Saturday, February 28, 2009

A Gringo Glimpse of the Bolivarian Project - "De Pana" Newspaper

By Lila Goldstein and William Finucane Santiago

An Article for "De Pana" newspaper in Caracas Venezuela: http://www.depana.org.ve/

As U.S. students witnessing the Bolivarian process here in Venezuela we have been en-heartened and amazed by the achievements of this revolution which continues to move forward. In November the opposition was given a boost when their candidates won positions in five states and some urban centers. Media in the United States and all over the globe claimed that the Venezuelan president did not have the power and persuasion that he once had. Being in this country only a month it is clear that this setback for the revolution has been blown out of proportion and the socialist current in the country has remained strong. This is evident in the results of the February 16th referendum to remove term limits.

Although many in the United States are apathetic towards Venezuela there is a base support for Chavez and the alternative that he represents. In leftist and radical circles he is revered, but in 2005 when he offered assistance by giving oil to poor neighborhoods in the United States, such as the South Bronx, and sent aid during hurricane Katrina, he struck a cord with many of the working class and people of color across the country.

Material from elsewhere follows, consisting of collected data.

//! Records exchanged between services and the store

use chrono::{NaiveDate, NaiveDateTime};
use gw_common::types::{AppRole, GeneIdentifier, GenesetScoreType, GenesetTier, ScoreType, Species};
use serde::{Deserialize, Serialize};
use std::collections::BTreeSet;

// ============================================================================
// Genes
// ============================================================================

#[derive(Debug, Clone, PartialEq, Serialize, Deserialize)]
pub struct Gene {
    pub ode_gene_id: i64,
    pub ode_ref_id: String,
    pub gene_database: GeneIdentifier,
    pub species: Option<Species>,
    pub preferred: bool,
}

#[derive(Debug, Clone, Default)]
pub struct GeneFilter {
    pub reference_id: Option<String>,
    pub gene_database: Option<GeneIdentifier>,
    pub species: Option<Species>,
    pub preferred: Option<bool>,
    pub limit: i64,
    pub offset: i64,
}

/// A gene database (identifier system) and the species it belongs to.
#[derive(Debug, Clone, PartialEq, Serialize)]
pub struct GeneDatabase {
    pub id: GeneIdentifier,
    pub name: String,
    /// `None` when identifiers in this system are not species specific
    pub species: Option<Species>,
}

/// One `(source id, mapped id)` pair as returned by a mapping query.
#[derive(Debug, Clone, PartialEq, Eq, sqlx::FromRow)]
pub struct GeneIdMapRow {
    pub original_ref_id: String,
    pub mapped_ref_id: String,
}

/// Inputs to the homology lookup.
#[derive(Debug, Clone, PartialEq)]
pub struct HomologLookup {
    pub source_ids: Vec<String>,
    pub target_gene_id_type: GeneIdentifier,
    pub source_gene_id_type: Option<GeneIdentifier>,
    pub target_species: Option<Species>,
    pub source_species: Option<Species>,
}

/// Homolog of an internal gene id under a target identifier system.
#[derive(Debug, Clone, PartialEq, Eq, sqlx::FromRow)]
pub struct OdeHomolog {
    pub ode_gene_id: i64,
    pub ode_ref_id: String,
}

// ============================================================================
// Genesets
// ============================================================================

#[derive(Debug, Clone, PartialEq, Serialize)]
pub struct Geneset {
    pub id: i64,
    pub user_id: i64,
    pub curation_tier: Option<GenesetTier>,
    pub species: Option<Species>,
    pub name: String,
    pub abbreviation: String,
    pub description: Option<String>,
    pub publication_id: Option<i64>,
    pub score: GenesetScoreType,
    pub count: i32,
    /// Native identifier code; negative codes are microarray platforms
    pub gene_id_type: i32,
    pub status: String,
    pub created: Option<NaiveDate>,
    pub updated: Option<NaiveDateTime>,
    #[serde(skip_serializing_if = "Option::is_none")]
    pub publication: Option<Publication>,
}

impl Geneset {
    /// The native identifier system when it is a gene database.
    pub fn native_gene_id_type(&self) -> Option<GeneIdentifier> {
        GeneIdentifier::try_from(self.gene_id_type).ok()
    }
}

/// Filters for geneset listing. `None` means "do not filter".
#[derive(Debug, Clone, Default)]
pub struct GenesetFilter {
    pub gs_id: Option<i64>,
    pub owner: Option<i64>,
    pub readable_by: Option<i64>,
    pub curation_tiers: Option<BTreeSet<GenesetTier>>,
    pub species: Option<Species>,
    pub name: Option<String>,
    pub abbreviation: Option<String>,
    pub publication_id: Option<i64>,
    pub pubmed_id: Option<String>,
    pub gene_id_type: Option<GeneIdentifier>,
    pub search_text: Option<String>,
    pub ontology_term: Option<String>,
    pub score_types: Option<Vec<ScoreType>>,
    pub lte_count: Option<i32>,
    pub gte_count: Option<i32>,
    pub created_after: Option<NaiveDate>,
    pub created_before: Option<NaiveDate>,
    pub updated_after: Option<NaiveDate>,
    pub updated_before: Option<NaiveDate>,
    pub with_publication_info: bool,
    pub limit: i64,
    pub offset: i64,
}

/// A gene value of a geneset under some identifier system.
#[derive(Debug, Clone, PartialEq, Serialize, Deserialize)]
pub struct GenesetValue {
    pub ode_gene_id: i64,
    /// `None` when the gene has no identifier under `gene_id_type`
    pub ode_ref_id: Option<String>,
    /// Identifier system of `ode_ref_id`; `None` only for uploaded
    /// identifiers that are not in a gene database (microarray probes)
    pub gene_id_type: Option<GeneIdentifier>,
    pub value: f64,
    pub in_threshold: bool,
}

// ============================================================================
// Publications
// ============================================================================

#[derive(Debug, Clone, PartialEq, Serialize, Deserialize)]
pub struct Publication {
    pub id: i64,
    #[serde(flatten)]
    pub details: NewPublication,
}

#[derive(Debug, Clone, Default, PartialEq, Serialize, Deserialize)]
pub struct NewPublication {
    pub pubmed_id: Option<String>,
    pub title: Option<String>,
    pub authors: Option<String>,
    #[serde(rename = "abstract")]
    pub abstract_text: Option<String>,
    pub journal: Option<String>,
    pub volume: Option<String>,
    pub pages: Option<String>,
    pub month: Option<String>,
    pub year: Option<String>,
}

// ============================================================================
// Ontology
// ============================================================================

#[derive(Debug, Clone, PartialEq, Serialize)]
pub struct OntologyTerm {
    pub ontology_id: i64,
    pub ref_id: String,
    pub name: String,
    pub description: Option<String>,
    pub ontology_db: Option<String>,
    /// How the term was attached; set when listed for a geneset
    #[serde(skip_serializing_if = "Option::is_none")]
    pub reference_type: Option<String>,
}

// ============================================================================
// Species
// ============================================================================

#[derive(Debug, Clone, PartialEq, Serialize)]
pub struct SpeciesRecord {
    pub id: Species,
    pub name: String,
    pub common_name: &'static str,
    pub taxonomy_id: Option<i32>,
    pub reference_gene_id_type: Option<GeneIdentifier>,
}

#[derive(Debug, Clone, Default)]
pub struct SpeciesFilter {
    pub taxonomy_id: Option<i32>,
    pub reference_gene_id_type: Option<GeneIdentifier>,
}

// ============================================================================
// Users and search
// ============================================================================

#[derive(Debug, Clone, PartialEq, Serialize)]
pub struct UserRecord {
    pub id: i64,
    pub email: String,
    pub name: Option<String>,
    pub role: AppRole,
}

#[derive(Debug, Clone)]
pub struct TextSearch {
    pub text: String,
    pub limit: i64,
    pub offset: i64,
}
//! Attaching ontology terms to genesets

use serde::{Deserialize, Serialize};

use crate::db::DbError;
use crate::error::ServiceError;
use crate::features::genesets::access::readable_geneset;
use crate::store::{GenesetStore, OntologyStore, UserRecord};

/// Reference type recorded for terms attached through the API.
pub const PRIMARY_ANNOTATION: &str = "GeneWeaver Primary Annotation";

#[derive(Debug, Clone, Serialize, Deserialize)]
pub struct AddGenesetTermCommand {
    pub geneset_id: i64,
    /// Term reference id, e.g. `GO:0007611`
    pub ontology_id: String,
}

#[derive(Debug, Clone, Serialize, Deserialize)]
pub struct RemoveGenesetTermCommand {
    pub geneset_id: i64,
    pub ontology_id: String,
}

#[derive(Debug, thiserror::Error)]
pub enum GenesetTermError {
    #[error("Ontology term id cannot be empty")]
    EmptyTermId,
    #[error("Ontology term '{0}' not found")]
    TermNotFound(String),
    #[error("Ontology term '{0}' is already attached to geneset '{1}'")]
    AlreadyAttached(String, i64),
    #[error("Ontology term '{0}' is not attached to geneset '{1}'")]
    NotAttached(String, i64),
    #[error("Caller may not change annotations of geneset '{0}'")]
    NotPermitted(i64),
    #[error(transparent)]
    Geneset(#[from] ServiceError),
    #[error("Database error: {0}")]
    Database(#[from] DbError),
}

impl From<GenesetTermError> for ServiceError {
    fn from(err: GenesetTermError) -> Self {
        match err {
            GenesetTermError::EmptyTermId => ServiceError::validation(err.to_string()),
            GenesetTermError::TermNotFound(_) | GenesetTermError::NotAttached(..) => {
                ServiceError::RecordNotFound(err.to_string())
            },
            GenesetTermError::AlreadyAttached(..) => ServiceError::RecordExists(err.to_string()),
            GenesetTermError::NotPermitted(_) => ServiceError::AccessForbidden,
            GenesetTermError::Geneset(e) => e,
            GenesetTermError::Database(e) => ServiceError::from(e),
        }
    }
}

/// Readable is not enough: only the owner or a curator may annotate.
async fn authorize<S: GenesetStore + ?Sized>(
    store: &S,
    user: &UserRecord,
    geneset_id: i64,
) -> Result<(), GenesetTermError> {
    readable_geneset(store, geneset_id, user).await?;
    if user.role.can_curate() || store.is_owner(geneset_id, user.id).await? {
        Ok(())
    } else {
        Err(GenesetTermError::NotPermitted(geneset_id))
    }
}

async fn term_id<S: OntologyStore + ?Sized>(store: &S, ref_id: &str) -> Result<i64, GenesetTermError> {
    let ref_id = ref_id.trim();
    if ref_id.is_empty() {
        return Err(GenesetTermError::EmptyTermId);
    }
    store
        .term_by_ref_id(ref_id)
        .await?
        .map(|term| term.ontology_id)
        .ok_or_else(|| GenesetTermError::TermNotFound(ref_id.to_string()))
}

#[tracing::instrument(skip(store, user), fields(user_id = user.id))]
pub async fn add<S>(store: &S, user: &UserRecord, command: AddGenesetTermCommand) -> Result<(), GenesetTermError>
where
    S: GenesetStore + OntologyStore + ?Sized,
{
    authorize(store, user, command.geneset_id).await?;
    let ontology_id = term_id(store, &command.ontology_id).await?;

    match store
        .add_geneset_term(command.geneset_id, ontology_id, PRIMARY_ANNOTATION)
        .await
    {
        Ok(()) => {},
        Err(DbError::Duplicate(_)) => {
            return Err(GenesetTermError::AlreadyAttached(command.ontology_id, command.geneset_id));
        },
        Err(e) => return Err(e.into()),
    }

    tracing::info!(geneset_id = command.geneset_id, ontology_id, "Ontology term attached");
    Ok(())
}

#[tracing::instrument(skip(store, user), fields(user_id = user.id))]
pub async fn remove<S>(
    store: &S,
    user: &UserRecord,
    command: RemoveGenesetTermCommand,
) -> Result<(), GenesetTermError>
where
    S: GenesetStore + OntologyStore + ?Sized,
{
    authorize(store, user, command.geneset_id).await?;
    let ontology_id = term_id(store, &command.ontology_id).await?;

    if !store.remove_geneset_term(command.geneset_id, ontology_id).await? {
        return Err(GenesetTermError::NotAttached(command.ontology_id, command.geneset_id));
    }

    tracing::info!(geneset_id = command.geneset_id, ontology_id, "Ontology term detached");
    Ok(())
}
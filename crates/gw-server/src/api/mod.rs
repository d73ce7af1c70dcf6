//! Router assembly and serving

pub mod response;

use axum::{response::IntoResponse, routing::get, Json, Router};
use serde_json::json;
use std::net::SocketAddr;
use std::time::Duration;
use tokio::signal;
use tower_http::compression::CompressionLayer;

use crate::config::Config;
use crate::features::{self, FeatureState};
use crate::middleware;

/// The full application: feature routes under the API prefix plus
/// compression, tracing and CORS.
pub fn create_router(state: FeatureState, config: &Config) -> Router {
    let feature_routes = features::router(state);

    let router = if config.server.api_prefix.is_empty() {
        feature_routes
    } else {
        Router::new().nest(&config.server.api_prefix, feature_routes)
    };

    router
        .route("/", get(root))
        .layer(CompressionLayer::new())
        .layer(middleware::tracing_layer())
        .layer(middleware::cors_layer(&config.cors))
}

async fn root() -> impl IntoResponse {
    Json(json!({
        "name": "GeneWeaver API",
        "version": env!("CARGO_PKG_VERSION"),
        "status": "running"
    }))
}

/// Bind and serve until a shutdown signal arrives.
pub async fn serve(state: FeatureState, config: &Config) -> anyhow::Result<()> {
    let app = create_router(state, config);

    let addr: SocketAddr = format!("{}:{}", config.server.host, config.server.port).parse()?;
    let listener = tokio::net::TcpListener::bind(addr).await?;
    tracing::info!(%addr, prefix = %config.server.api_prefix, "Server listening");

    axum::serve(listener, app)
        .with_graceful_shutdown(shutdown_signal(config.server.shutdown_timeout_secs))
        .await?;

    tracing::info!("Server shut down gracefully");
    Ok(())
}

async fn shutdown_signal(timeout_secs: u64) {
    let ctrl_c = async {
        if let Err(e) = signal::ctrl_c().await {
            tracing::error!("Failed to install Ctrl+C handler: {}", e);
        }
    };

    #[cfg(unix)]
    let terminate = async {
        match signal::unix::signal(signal::unix::SignalKind::terminate()) {
            Ok(mut signal) => {
                signal.recv().await;
            },
            Err(e) => {
                tracing::error!("Failed to install SIGTERM handler: {}", e);
            },
        }
    };

    #[cfg(not(unix))]
    let terminate = std::future::pending::<()>();

    tokio::select! {
        _ = ctrl_c => {
            tracing::info!("Received Ctrl+C, starting graceful shutdown");
        },
        _ = terminate => {
            tracing::info!("Received terminate signal, starting graceful shutdown");
        },
    }

    tracing::info!("Waiting up to {} seconds for connections to close", timeout_secs);
    tokio::time::sleep(Duration::from_secs(timeout_secs.min(5))).await;
}
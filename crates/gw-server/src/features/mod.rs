//! Feature slices of the GeneWeaver API
//!
//! Each feature is a vertical slice with its own `queries/` (reads),
//! `commands/` (writes) and `routes.rs`. Handlers are generic over the
//! store traits they need and are handed `state.store` at the route.
//!
//! # Features
//!
//! - **genes**: gene listing and identifier mapping across species
//! - **genesets**: geneset listing, detail, values, threshold and terms
//! - **publications**: publication lookup and PubMed import
//! - **species**: species metadata
//! - **search**: combined geneset and publication search
//! - **monitors**: service health
//! - **batch**: batch file upload and validation

pub mod batch;
pub mod genes;
pub mod genesets;
pub mod monitors;
pub mod publications;
pub mod search;
pub mod shared;
pub mod species;

use axum::Router;
use std::sync::Arc;

use crate::config::BatchConfig;
use crate::pubmed::PubmedClient;
use crate::store::Store;

/// Shared state for all feature routes
#[derive(Clone)]
pub struct FeatureState {
    pub store: Arc<dyn Store>,
    pub pubmed: Arc<dyn PubmedClient>,
    pub batch: BatchConfig,
}

/// Every feature router, each under its own path prefix.
pub fn router(state: FeatureState) -> Router<()> {
    let max_upload_bytes = state.batch.max_upload_bytes;

    Router::new()
        .nest("/genes", genes::genes_routes())
        .nest("/genesets", genesets::genesets_routes())
        .nest("/publications", publications::publications_routes())
        .nest("/species", species::species_routes())
        .nest("/search", search::search_routes())
        .nest("/monitors", monitors::monitors_routes())
        .nest("/batch", batch::batch_routes(max_upload_bytes))
        .with_state(state)
}
//! Closed vocabularies and shared value types
//!
//! Every vocabulary carries the integer code stored in the database. Codes are
//! validated once, at deserialization or row decoding, through `TryFrom<i32>`
//! and are trusted afterwards.

pub mod gene;
pub mod geneset;
pub mod messages;
pub mod species;
pub mod user;

pub use gene::GeneIdentifier;
pub use geneset::{GenesetAccess, GenesetScoreType, GenesetTier, ScoreType};
pub use messages::{Message, MessageResponse, MessageType};
pub use species::Species;
pub use user::AppRole;

/// Declare an enum backed by fixed integer codes.
///
/// Generates `code()`, `name()`, `ALL`, `TryFrom<i32>`, `From<Self> for i32`,
/// `Display` (the human name) and serde as the bare integer.
macro_rules! coded_enum {
    (
        $(#[$meta:meta])*
        $vis:vis enum $name:ident ($vocabulary:literal) {
            $($(#[$vmeta:meta])* $variant:ident = $code:literal => $label:literal,)+
        }
    ) => {
        $(#[$meta])*
        #[derive(Debug, Clone, Copy, PartialEq, Eq, Hash, PartialOrd, Ord)]
        #[derive(serde::Serialize, serde::Deserialize)]
        #[serde(try_from = "i32", into = "i32")]
        $vis enum $name {
            $($(#[$vmeta])* $variant = $code,)+
        }

        impl $name {
            pub const ALL: &'static [$name] = &[$($name::$variant,)+];

            pub fn code(self) -> i32 {
                self as i32
            }

            pub fn name(self) -> &'static str {
                match self {
                    $($name::$variant => $label,)+
                }
            }
        }

        impl TryFrom<i32> for $name {
            type Error = $crate::GwError;

            fn try_from(code: i32) -> ::std::result::Result<Self, Self::Error> {
                match code {
                    $($code => Ok($name::$variant),)+
                    other => Err($crate::GwError::invalid_code($vocabulary, other)),
                }
            }
        }

        impl From<$name> for i32 {
            fn from(value: $name) -> i32 {
                value.code()
            }
        }

        impl std::fmt::Display for $name {
            fn fmt(&self, f: &mut std::fmt::Formatter<'_>) -> std::fmt::Result {
                f.write_str(self.name())
            }
        }
    };
}

pub(crate) use coded_enum;

/// Lowercase and collapse internal whitespace, for name lookups.
pub(crate) fn normalize_name(name: &str) -> String {
    name.split_whitespace()
        .map(str::to_lowercase)
        .collect::<Vec<_>>()
        .join(" ")
}
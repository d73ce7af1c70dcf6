pub mod get;
pub mod list;
pub mod ontologies;
pub mod search;
pub mod values;

pub use get::{GenesetDetail, GetGenesetQuery, MetadataQuery};
pub use list::{ListGenesetsQuery, ListGenesetsResponse};
pub use ontologies::GenesetTermsQuery;
pub use search::GenesetSearchQuery;
pub use values::GenesetValuesQuery;
use gw_common::parse::{decode_upload, parse_batch, BatchGeneset, BatchParseOutcome};
use gw_common::types::{GenesetAccess, MessageResponse, Species};
use gw_common::GwError;
use serde::Serialize;

use crate::config::BatchConfig;
use crate::error::ServiceError;

/// A decoded upload waiting to be parsed.
#[derive(Debug, Clone)]
pub struct ProcessBatchCommand {
    pub contents: Vec<u8>,
    /// Falls back to the configured default encoding
    pub encoding: Option<String>,
}

/// One parsed geneset, without its values.
#[derive(Debug, Clone, PartialEq, Serialize)]
pub struct BatchGenesetSummary {
    pub label: String,
    pub name: String,
    pub species: Species,
    pub access: GenesetAccess,
    pub gene_count: usize,
    pub line: usize,
}

impl From<&BatchGeneset> for BatchGenesetSummary {
    fn from(geneset: &BatchGeneset) -> Self {
        Self {
            label: geneset.label.clone(),
            name: geneset.name.clone(),
            species: geneset.species,
            access: geneset.access,
            gene_count: geneset.values.len(),
            line: geneset.line,
        }
    }
}

#[derive(Debug, Clone, PartialEq, Serialize)]
pub struct BatchResponse<G> {
    pub genesets: Vec<G>,
    pub messages: MessageResponse,
}

#[derive(Debug, thiserror::Error)]
pub enum BatchError {
    #[error("No 'batch_file' field in the upload")]
    MissingFile,
    #[error("Batch file is empty")]
    EmptyFile,
    #[error("Batch file is {size} bytes; the limit is {max} bytes")]
    TooLarge { size: usize, max: usize },
    #[error("Could not read the upload: {0}")]
    Multipart(String),
    #[error(transparent)]
    Decode(#[from] GwError),
}

impl From<BatchError> for ServiceError {
    fn from(err: BatchError) -> Self {
        ServiceError::validation(err.to_string())
    }
}

impl ProcessBatchCommand {
    pub fn validate(&self, config: &BatchConfig) -> Result<(), BatchError> {
        if self.contents.is_empty() {
            return Err(BatchError::EmptyFile);
        }
        if self.contents.len() > config.max_upload_bytes {
            return Err(BatchError::TooLarge {
                size: self.contents.len(),
                max: config.max_upload_bytes,
            });
        }
        Ok(())
    }
}

/// Decodes and parses an upload. Line and block problems are part of the
/// outcome; only an unusable upload is an error.
#[tracing::instrument(skip(config, command), fields(size = command.contents.len(), encoding = ?command.encoding))]
pub fn handle(config: &BatchConfig, command: ProcessBatchCommand) -> Result<BatchParseOutcome, BatchError> {
    command.validate(config)?;

    let encoding = command.encoding.as_deref().unwrap_or(&config.default_encoding);
    let text = decode_upload(&command.contents, encoding)?;
    let outcome = parse_batch(&text);

    tracing::info!(
        genesets = outcome.genesets.len(),
        line_errors = outcome.line_errors.len(),
        block_errors = outcome.block_errors.len(),
        "Batch file parsed"
    );

    Ok(outcome)
}

#[cfg(test)]
mod tests {
    use super::*;

    const BATCH: &str = "\
! P-Value < 0.05
@ Mus musculus
% MGI
A Public

: first
= Hippocampus genes
+ Genes expressed
+ in the hippocampus
Gnai3\t0.001
Cdc45\t0.01

: second
= Broken
Pam\tnot-a-number
";

    fn command(contents: &[u8]) -> ProcessBatchCommand {
        ProcessBatchCommand {
            contents: contents.to_vec(),
            encoding: None,
        }
    }

    #[test]
    fn test_parses_and_reports() {
        let outcome = handle(&BatchConfig::default(), command(BATCH.as_bytes())).unwrap();

        assert_eq!(outcome.genesets.len(), 1);
        let summary = BatchGenesetSummary::from(&outcome.genesets[0]);
        assert_eq!(summary.label, "first");
        assert_eq!(summary.gene_count, 2);
        assert_eq!(summary.access, GenesetAccess::Public);
        assert_eq!(outcome.genesets[0].description, "Genes expressed in the hippocampus");

        let messages = outcome.messages();
        assert!(messages.has_errors());
        assert_eq!(messages.user_messages.len(), 2);
    }

    #[test]
    fn test_upload_limits() {
        let config = BatchConfig {
            max_upload_bytes: 8,
            ..BatchConfig::default()
        };
        assert!(matches!(handle(&config, command(b"")), Err(BatchError::EmptyFile)));
        assert!(matches!(
            handle(&config, command(BATCH.as_bytes())),
            Err(BatchError::TooLarge { max: 8, .. })
        ));
    }

    #[test]
    fn test_encoding() {
        let latin1 = b"! Binary\n@ Mus musculus\n% MGI\n: a\n= Caf\xe9 genes\nGnai3 1\n";

        let err = handle(&BatchConfig::default(), command(latin1)).unwrap_err();
        assert!(matches!(err, BatchError::Decode(_)));

        let outcome = handle(&BatchConfig::default(), ProcessBatchCommand {
            contents: latin1.to_vec(),
            encoding: Some("latin-1".into()),
        })
        .unwrap();
        assert_eq!(outcome.genesets[0].name, "Café genes");
    }
}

The most impressive facet of this process for us has been experiencing the participatory and open nature of the revolution. Those outside of Venezuela are shown an inaccurate depiction of the Bolivarian process, we are told that Chavez is dangerous and centralizing state power. It is apparent from our experience here that while Chavez provides direction and unity at the national level, the revolution itself is carried out by the people from below, by the popular ministries, and by persons working outside the government those who have been empowered by this government to make their own revolution. This is the process we are excited to learn from which develops with each new phase of the transformation from capitalism to socialism.

There are still obstacles on this road, that of the private media which lies,and that of the private companies who monopolize expertise and refuse to participate in the stripping of their own privileges, but these are recognized by the revolution and with the deepening of the revolution there comes more resolve to defeat these enemies of economic and political democracy.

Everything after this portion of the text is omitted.